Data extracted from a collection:
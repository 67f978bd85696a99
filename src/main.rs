// SPDX-License-Identifier: MPL-2.0
use iced_calendar::app::{self, paths, Flags};
use iced_calendar::domain::calendar::CalendarMonth;
use tracing_subscriber::EnvFilter;

const HELP: &str = "\
Iced Calendar

USAGE:
  iced_calendar [OPTIONS]

OPTIONS:
  -h, --help               Print this help
  --month YYYY-MM          Month shown on startup
  --config-dir PATH        Directory holding settings.toml
  --data-dir PATH          Directory holding the zoom state file

ENVIRONMENT:
  ICED_CALENDAR_CONFIG_DIR, ICED_CALENDAR_DATA_DIR, RUST_LOG
";

fn init_logging() {
    let filter = EnvFilter::try_from_default_env().unwrap_or_else(|_| EnvFilter::new("info"));
    tracing_subscriber::fmt().with_env_filter(filter).init();
}

fn parse_flags() -> Result<Flags, pico_args::Error> {
    let mut args = pico_args::Arguments::from_env();

    if args.contains(["-h", "--help"]) {
        print!("{HELP}");
        std::process::exit(0);
    }

    let flags = Flags {
        month: args.opt_value_from_str::<_, CalendarMonth>("--month")?,
        config_dir: args.opt_value_from_str("--config-dir")?,
        data_dir: args.opt_value_from_str("--data-dir")?,
    };

    let remaining = args.finish();
    if !remaining.is_empty() {
        tracing::warn!(?remaining, "ignoring unexpected arguments");
    }
    Ok(flags)
}

fn main() -> iced::Result {
    init_logging();

    let flags = match parse_flags() {
        Ok(flags) => flags,
        Err(error) => {
            eprintln!("error: {error}\n\n{HELP}");
            std::process::exit(2);
        }
    };

    paths::init_cli_overrides(flags.data_dir.clone(), flags.config_dir.clone());
    app::run(flags)
}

Problem requirements: Only the last part of the entries above is needed: please copy the line with "fn parse_flags() ->" and each line after it exactly.

Your solution:
fn parse_flags() -> Result<Flags, pico_args::Error> {
    let mut args = pico_args::Arguments::from_env();

    if args.contains(["-h", "--help"]) {
        print!("{HELP}");
        std::process::exit(0);
    }

    let flags = Flags {
        month: args.opt_value_from_str::<_, CalendarMonth>("--month")?,
        config_dir: args.opt_value_from_str("--config-dir")?,
        data_dir: args.opt_value_from_str("--data-dir")?,
    };

    let remaining = args.finish();
    if !remaining.is_empty() {
        tracing::warn!(?remaining, "ignoring unexpected arguments");
    }
    Ok(flags)
}

fn main() -> iced::Result {
    init_logging();

    let flags = match parse_flags() {
        Ok(flags) => flags,
        Err(error) => {
            eprintln!("error: {error}\n\n{HELP}");
            std::process::exit(2);
        }
    };

    paths::init_cli_overrides(flags.data_dir.clone(), flags.config_dir.clone());
    app::run(flags)
}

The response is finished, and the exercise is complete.